Why Syrian origin matters for Damask Rose:
Rosa damascena gets its very name from Damascus, Syria — it is named for and originated in the Levantine region. Syrian cultivation maintains continuity with the rose’s original agricultural heritage. The Azara Natural provenance is not merely marketing — Syria is the documented historical birthplace of this cultivar.
Historical and cultural significance: from ancient Syria to modern skincare
The cultivation of Rosa damascena in Damascus and the wider Syrian region dates to at least the 10th century CE, with some historians placing its origins even earlier in the pre-Islamic period of the Levant. The name “Damask” for both the rose and the woven silk textile for which Damascus was equally famous signals the city’s historical significance as a production center for luxury goods.
In Islamic traditional medicine, rose water and rose oil featured prominently in pharmaceutical preparations documented by Ibn Sina (Avicenna, 980–1037 CE) in Al-Qanun fi al-Tibb (The Canon of Medicine) — the most influential medical text of the medieval world.
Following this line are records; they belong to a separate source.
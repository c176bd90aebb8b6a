use std::collections::BTreeMap;
use std::fmt;

use serde::{Deserialize, Serialize};
use serde_json::{Map, Value};

/// Payload keys shared by the normalizer, the index filters and the retriever.
pub mod keys {
    pub const BOT_ID: &str = "bot_id";
    pub const DOMAIN: &str = "domain";
    pub const CHUNK_ID: &str = "chunk_id";
    pub const PROGRAM: &str = "carrera";
    pub const PROGRAM_ID: &str = "carrera_id";
    pub const FACULTY: &str = "facultad";
    pub const MODALITY: &str = "modalidad";
    pub const PERIOD: &str = "periodo";
    pub const TITLE: &str = "titulo";
    pub const TEXT: &str = "text";
    pub const POINT_UUID: &str = "point_uuid";
    pub const SOURCE_FILE: &str = "fuente_archivo";
    pub const SOURCE_SHEET: &str = "fuente_hoja";
    pub const SOURCE_ROW: &str = "fuente_fila";
}

#[derive(Debug, Clone, Copy, PartialEq, Eq, Hash, PartialOrd, Ord, Serialize, Deserialize)]
#[serde(rename_all = "lowercase")]
pub enum Domain {
    General,
    Oferta,
    Carreras,
    Aranceles,
    Becas,
    Fechas,
    Reglamentos,
    Faq,
}

impl Domain {
    pub const ALL: [Domain; 8] = [
        Domain::General,
        Domain::Oferta,
        Domain::Carreras,
        Domain::Aranceles,
        Domain::Becas,
        Domain::Fechas,
        Domain::Reglamentos,
        Domain::Faq,
    ];

    pub fn as_str(&self) -> &'static str {
        match self {
            Domain::General => "general",
            Domain::Oferta => "oferta",
            Domain::Carreras => "carreras",
            Domain::Aranceles => "aranceles",
            Domain::Becas => "becas",
            Domain::Fechas => "fechas",
            Domain::Reglamentos => "reglamentos",
            Domain::Faq => "faq",
        }
    }

    pub fn parse(value: &str) -> Option<Self> {
        let lower = value.trim().to_lowercase();
        Self::ALL.into_iter().find(|d| d.as_str() == lower)
    }

    /// Domains whose rows describe a program and therefore feed the catalog.
    pub fn is_program_domain(&self) -> bool {
        matches!(self, Domain::Carreras | Domain::Oferta | Domain::Aranceles)
    }
}

impl fmt::Display for Domain {
    fn fmt(&self, f: &mut fmt::Formatter<'_>) -> fmt::Result {
        f.write_str(self.as_str())
    }
}

#[derive(Debug, Clone, Copy, PartialEq, Serialize, Deserialize)]
#[serde(untagged)]
pub enum NumberValue {
    Flag(bool),
    Count(i64),
    Amount(f64),
}

impl NumberValue {
    pub fn as_f64(&self) -> Option<f64> {
        match self {
            NumberValue::Flag(_) => None,
            NumberValue::Count(v) => Some(*v as f64),
            NumberValue::Amount(v) => Some(*v),
        }
    }
}

/// Canonical metadata for one normalized row.
///
/// `program_id` is always present (empty when unknown) while `program` is absent
/// when no program name was found; filter construction depends on the difference.
#[derive(Debug, Clone, PartialEq, Serialize, Deserialize)]
pub struct RecordMetadata {
    pub schema_version: u32,
    pub bot_id: String,
    pub domain: Domain,
    pub doc_id: String,
    pub chunk_id: String,
    pub row_hash: String,
    pub inserted_at: String,
    pub source_path: String,
    #[serde(rename = "fuente_archivo")]
    pub source_file: String,
    #[serde(rename = "fuente_hoja")]
    pub source_sheet: String,
    #[serde(rename = "fuente_fila")]
    pub source_row: usize,
    #[serde(rename = "titulo")]
    pub title: String,
    #[serde(rename = "facultad", default, skip_serializing_if = "Option::is_none")]
    pub faculty: Option<String>,
    #[serde(rename = "facultad_slug", default, skip_serializing_if = "Option::is_none")]
    pub faculty_slug: Option<String>,
    #[serde(rename = "nivel", default, skip_serializing_if = "Option::is_none")]
    pub level: Option<String>,
    #[serde(rename = "modalidad")]
    pub modality: String,
    #[serde(rename = "periodo")]
    pub period: String,
    #[serde(rename = "carrera", default, skip_serializing_if = "Option::is_none")]
    pub program: Option<String>,
    #[serde(rename = "carrera_id", default)]
    pub program_id: String,
    #[serde(rename = "carrera_slug", default, skip_serializing_if = "Option::is_none")]
    pub program_slug: Option<String>,
    #[serde(default, skip_serializing_if = "BTreeMap::is_empty")]
    pub numbers: BTreeMap<String, NumberValue>,
    #[serde(default)]
    pub extras: BTreeMap<String, String>,
}

#[derive(Debug, Clone, PartialEq, Serialize, Deserialize)]
pub struct Record {
    pub text: String,
    pub metadata: RecordMetadata,
}

impl Record {
    /// Flattened index payload: the metadata keys plus the row text under `text`.
    pub fn to_payload(&self) -> serde_json::Result<Map<String, Value>> {
        let mut payload = match serde_json::to_value(&self.metadata)? {
            Value::Object(map) => map,
            _ => Map::new(),
        };
        payload.insert(keys::TEXT.to_string(), Value::String(self.text.clone()));
        Ok(payload)
    }
}

#[cfg(test)]
mod tests {
    use super::*;

    fn sample() -> Record {
        Record {
            text: "CARRERA: Medicina | ARANCEL_MENSUAL: 62.000".to_string(),
            metadata: RecordMetadata {
                schema_version: 1,
                bot_id: "public-admisiones".to_string(),
                domain: Domain::Aranceles,
                doc_id: "d".to_string(),
                chunk_id: "c".to_string(),
                row_hash: "h".to_string(),
                inserted_at: "2024-01-01T00:00:00Z".to_string(),
                source_path: "data/aranceles.csv".to_string(),
                source_file: "aranceles.csv".to_string(),
                source_sheet: "CSV".to_string(),
                source_row: 0,
                title: "Medicina".to_string(),
                faculty: None,
                faculty_slug: None,
                level: None,
                modality: "general".to_string(),
                period: "2024".to_string(),
                program: None,
                program_id: String::new(),
                program_slug: None,
                numbers: BTreeMap::new(),
                extras: BTreeMap::new(),
            },
        }
    }

    #[test]
    fn payload_drops_absent_keys_but_keeps_empty_program_id() {
        let payload = sample().to_payload().unwrap();
        assert!(!payload.contains_key(keys::PROGRAM));
        assert!(!payload.contains_key(keys::FACULTY));
        assert!(!payload.contains_key("numbers"));
        assert_eq!(payload[keys::PROGRAM_ID], Value::String(String::new()));
        assert_eq!(payload[keys::DOMAIN], Value::String("aranceles".into()));
        assert!(payload[keys::TEXT].as_str().unwrap().contains("Medicina"));
    }

    #[test]
    fn numbers_keep_their_kind_through_json() {
        let mut record = sample();
        record.metadata.numbers.insert("arancel_mensual".into(), NumberValue::Amount(62000.0));
        record.metadata.numbers.insert("cant_cuotas_plan_pagos".into(), NumberValue::Count(10));
        record.metadata.numbers.insert("tiene_plan_pagos".into(), NumberValue::Flag(true));
        let json = serde_json::to_string(&record.metadata).unwrap();
        let back: RecordMetadata = serde_json::from_str(&json).unwrap();
        assert_eq!(back.numbers, record.metadata.numbers);
    }

    #[test]
    fn domain_parse_is_case_insensitive() {
        assert_eq!(Domain::parse(" Aranceles "), Some(Domain::Aranceles));
        assert_eq!(Domain::parse("otra"), None);
        assert!(Domain::Oferta.is_program_domain());
        assert!(!Domain::Becas.is_program_domain());
    }
}
use std::path::{Component, Path, PathBuf};

use chrono::{SecondsFormat, Utc};
use once_cell::sync::Lazy;
use regex::Regex;
use sha2::{Digest, Sha256};
use unicode_normalization::UnicodeNormalization;

pub const SCHEMA_VERSION: u32 = 1;

/// Slug used when a value folds down to nothing.
pub const GENERAL: &str = "general";

static YEAR_RE: Lazy<Regex> = Lazy::new(|| Regex::new(r"(19|20)\d{2}").expect("valid regex"));

/// Lowercases and strips diacritics, keeping everything else as-is.
pub fn fold(value: &str) -> String {
    value
        .nfkd()
        .filter(|c| c.is_ascii() || !is_combining_mark(*c))
        .flat_map(char::to_lowercase)
        .collect()
}

/// ASCII slug: accents folded, lowercase, runs of non-alphanumerics collapsed to `_`.
pub fn slugify(value: &str) -> String {
    let slug = slug_body(value);
    if slug.is_empty() {
        GENERAL.to_string()
    } else {
        slug
    }
}

/// Column-name slug. Unlike [`slugify`] an empty header gets a positional name so
/// it cannot collide with real data.
pub fn slugify_column(name: &str, index: usize) -> String {
    let slug = slug_body(name);
    if slug.is_empty() {
        format!("unnamed_{index}")
    } else {
        slug
    }
}

fn slug_body(value: &str) -> String {
    let mut out = String::with_capacity(value.len());
    let mut pending_sep = false;
    for ch in value.trim().nfkd() {
        if ch.is_ascii_alphanumeric() {
            if pending_sep && !out.is_empty() {
                out.push('_');
            }
            pending_sep = false;
            out.push(ch.to_ascii_lowercase());
        } else if ch.is_ascii() || !is_combining_mark(ch) {
            pending_sep = true;
        }
    }
    out
}

fn is_combining_mark(ch: char) -> bool {
    matches!(ch as u32, 0x0300..=0x036F | 0x1AB0..=0x1AFF | 0x1DC0..=0x1DFF | 0x20D0..=0x20FF | 0xFE20..=0xFE2F)
}

pub fn hash_str(value: &str) -> String {
    let mut hasher = Sha256::new();
    hasher.update(value.as_bytes());
    hex::encode(hasher.finalize())
}

/// Lexically normalized path (no `.` segments, forward slashes).
pub fn normalize_source_path(path: &Path) -> String {
    let mut out = PathBuf::new();
    for component in path.components() {
        match component {
            Component::CurDir => {}
            Component::ParentDir => {
                if !out.pop() {
                    out.push("..");
                }
            }
            other => out.push(other.as_os_str()),
        }
    }
    out.to_string_lossy().replace('\\', "/")
}

pub fn make_doc_id(source_path: &Path, sheet_name: &str) -> String {
    hash_str(&format!("{}|{}", normalize_source_path(source_path), sheet_name))
}

pub fn make_chunk_id(doc_id: &str, primary_key: &str) -> String {
    hash_str(&format!("{doc_id}|{primary_key}"))
}

/// Stable per-row key: program id beats title, title beats row position.
pub fn primary_key(domain: &str, program_id: &str, period: &str, row: usize, title: &str) -> String {
    let period = match period.trim() {
        "" => "all",
        p => p,
    };
    let program_id = program_id.trim();
    if !program_id.is_empty() {
        return format!("{domain}:{program_id}:{period}");
    }
    if !title.trim().is_empty() {
        return format!("{domain}:{}:{period}", slugify(title));
    }
    format!("{domain}:row-{row}:{period}")
}

pub fn find_year(text: &str) -> Option<&str> {
    YEAR_RE.find(text).map(|m| m.as_str())
}

pub fn now_iso_utc() -> String {
    Utc::now().to_rfc3339_opts(SecondsFormat::Secs, true)
}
Ibn Sina documented rose preparations for skin toning, fragrance, and calming properties that align closely with modern clinical findings on Rosa damascena.
In Spain, the Moorish period (711–1492 CE) introduced rose cultivation and rose water preparation into Iberian medical and culinary practice. Rose water (agua de rosas) remains a staple ingredient in traditional Andalusian and Moroccan cuisine and a recognized ingredient in Spanish pharmacy tradition.
The rose’s transition from historical luxury ingredient to scientifically studied botanical has produced a remarkable evidence base — particularly for its psychological and nervous system calming properties, and increasingly for its skin benefits from plant-derived bioactive compounds.
The science of rose oil: compounds, mechanisms, and the emerging exosome research
Primary active compounds in cold-macerated rose oil:
The compounds that transfer from rose petals into the corn carrier oil during cold maceration include:
Phenolic compounds and flavonoids: Quercetin, kaempferol, and catechin derivatives — antioxidant compounds that neutralise free radicals at the skin surface. These are particularly relevant for antioxidant protection against UV-driven oxidative stress, common in Spain’s high-UV climate.
Citronellol, geraniol, nerol, linalool: Aromatic terpene alcohols that transfer partially into the oil phase during maceration. These engage the olfactory-limbic pathway — providing the psychological calming effects documented in the clinical literature.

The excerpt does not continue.